◆ **What this task involves**
Nothing in the data may be changed; retype all of it.
§ §
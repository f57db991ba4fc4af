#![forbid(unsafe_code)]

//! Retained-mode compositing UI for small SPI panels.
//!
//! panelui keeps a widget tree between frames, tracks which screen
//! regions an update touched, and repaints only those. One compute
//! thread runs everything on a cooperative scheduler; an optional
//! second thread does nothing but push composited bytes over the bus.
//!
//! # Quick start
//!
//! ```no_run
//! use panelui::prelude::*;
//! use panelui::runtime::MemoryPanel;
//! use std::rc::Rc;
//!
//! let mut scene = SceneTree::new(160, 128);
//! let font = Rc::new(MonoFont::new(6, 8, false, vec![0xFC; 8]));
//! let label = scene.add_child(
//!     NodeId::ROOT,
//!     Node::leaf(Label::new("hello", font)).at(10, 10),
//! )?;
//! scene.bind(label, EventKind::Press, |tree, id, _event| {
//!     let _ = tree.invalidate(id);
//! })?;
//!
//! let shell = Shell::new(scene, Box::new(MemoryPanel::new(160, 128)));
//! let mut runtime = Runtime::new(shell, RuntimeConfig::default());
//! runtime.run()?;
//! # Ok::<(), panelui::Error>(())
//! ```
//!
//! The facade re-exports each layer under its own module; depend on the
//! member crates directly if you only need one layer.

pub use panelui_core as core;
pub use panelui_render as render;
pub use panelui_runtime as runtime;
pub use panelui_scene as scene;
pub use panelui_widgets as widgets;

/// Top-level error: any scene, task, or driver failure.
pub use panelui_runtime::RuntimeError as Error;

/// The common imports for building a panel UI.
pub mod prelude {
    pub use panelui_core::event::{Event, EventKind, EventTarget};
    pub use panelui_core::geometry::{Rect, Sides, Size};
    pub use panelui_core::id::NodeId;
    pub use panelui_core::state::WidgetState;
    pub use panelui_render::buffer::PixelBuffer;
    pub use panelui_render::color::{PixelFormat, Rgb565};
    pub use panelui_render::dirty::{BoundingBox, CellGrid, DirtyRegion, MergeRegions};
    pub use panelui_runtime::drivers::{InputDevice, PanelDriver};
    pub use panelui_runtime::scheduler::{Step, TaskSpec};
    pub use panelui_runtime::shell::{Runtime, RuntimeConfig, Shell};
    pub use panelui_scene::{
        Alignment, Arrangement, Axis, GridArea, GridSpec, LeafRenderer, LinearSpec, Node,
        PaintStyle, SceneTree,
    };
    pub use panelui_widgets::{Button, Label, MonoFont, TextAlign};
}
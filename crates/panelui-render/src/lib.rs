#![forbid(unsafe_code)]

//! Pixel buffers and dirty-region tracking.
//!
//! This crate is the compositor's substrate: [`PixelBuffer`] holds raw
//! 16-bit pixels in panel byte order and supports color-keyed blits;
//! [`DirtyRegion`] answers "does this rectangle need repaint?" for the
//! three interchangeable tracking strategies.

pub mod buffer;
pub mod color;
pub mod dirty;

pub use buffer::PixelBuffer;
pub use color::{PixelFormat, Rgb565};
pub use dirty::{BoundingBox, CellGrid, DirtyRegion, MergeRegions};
§ §
◆ **Solution to this problem**
repository f57db991ba4fc4af
#![forbid(unsafe_code)]

//! Retained-mode compositing UI for small SPI panels.
//!
//! panelui keeps a widget tree between frames, tracks which screen
//! regions an update touched, and repaints only those. One compute
//! thread runs everything on a cooperative scheduler; an optional
//! second thread does nothing but push composited bytes over the bus.
//!
//! # Quick start
//!
//! ```no_run
//! use panelui::prelude::*;
//! use panelui::runtime::MemoryPanel;
//! use std::rc::Rc;
//!
//! let mut scene = SceneTree::new(160, 128);
//! let font = Rc::new(MonoFont::new(6, 8, false, vec![0xFC; 8]));
//! let label = scene.add_child(
//!     NodeId::ROOT,
//!     Node::leaf(Label::new("hello", font)).at(10, 10),
//! )?;
//! scene.bind(label, EventKind::Press, |tree, id, _event| {
//!     let _ = tree.invalidate(id);
//! })?;
//!
//! let shell = Shell::new(scene, Box::new(MemoryPanel::new(160, 128)));
//! let mut runtime = Runtime::new(shell, RuntimeConfig::default());
//! runtime.run()?;
//! # Ok::<(), panelui::Error>(())
//! ```
//!
//! The facade re-exports each layer under its own module; depend on the
//! member crates directly if you only need one layer.

pub use panelui_core as core;
pub use panelui_render as render;
pub use panelui_runtime as runtime;
pub use panelui_scene as scene;
pub use panelui_widgets as widgets;

/// Top-level error: any scene, task, or driver failure.
pub use panelui_runtime::RuntimeError as Error;

/// The common imports for building a panel UI.
pub mod prelude {
    pub use panelui_core::event::{Event, EventKind, EventTarget};
    pub use panelui_core::geometry::{Rect, Sides, Size};
    pub use panelui_core::id::NodeId;
    pub use panelui_core::state::WidgetState;
    pub use panelui_render::buffer::PixelBuffer;
    pub use panelui_render::color::{PixelFormat, Rgb565};
    pub use panelui_render::dirty::{BoundingBox, CellGrid, DirtyRegion, MergeRegions};
    pub use panelui_runtime::drivers::{InputDevice, PanelDriver};
    pub use panelui_runtime::scheduler::{Step, TaskSpec};
    pub use panelui_runtime::shell::{Runtime, RuntimeConfig, Shell};
    pub use panelui_scene::{
        Alignment, Arrangement, Axis, GridArea, GridSpec, LeafRenderer, LinearSpec, Node,
        PaintStyle, SceneTree,
    };
    pub use panelui_widgets::{Button, Label, MonoFont, TextAlign};
}
filename crates/panelui-render/src/lib.rs
#![forbid(unsafe_code)]

//! Pixel buffers and dirty-region tracking.
//!
//! This crate is the compositor's substrate: [`PixelBuffer`] holds raw
//! 16-bit pixels in panel byte order and supports color-keyed blits;
//! [`DirtyRegion`] answers "does this rectangle need repaint?" for the
//! three interchangeable tracking strategies.

pub mod buffer;
pub mod color;
pub mod dirty;

pub use buffer::PixelBuffer;
pub use color::{PixelFormat, Rgb565};
pub use dirty::{BoundingBox, CellGrid, DirtyRegion, MergeRegions};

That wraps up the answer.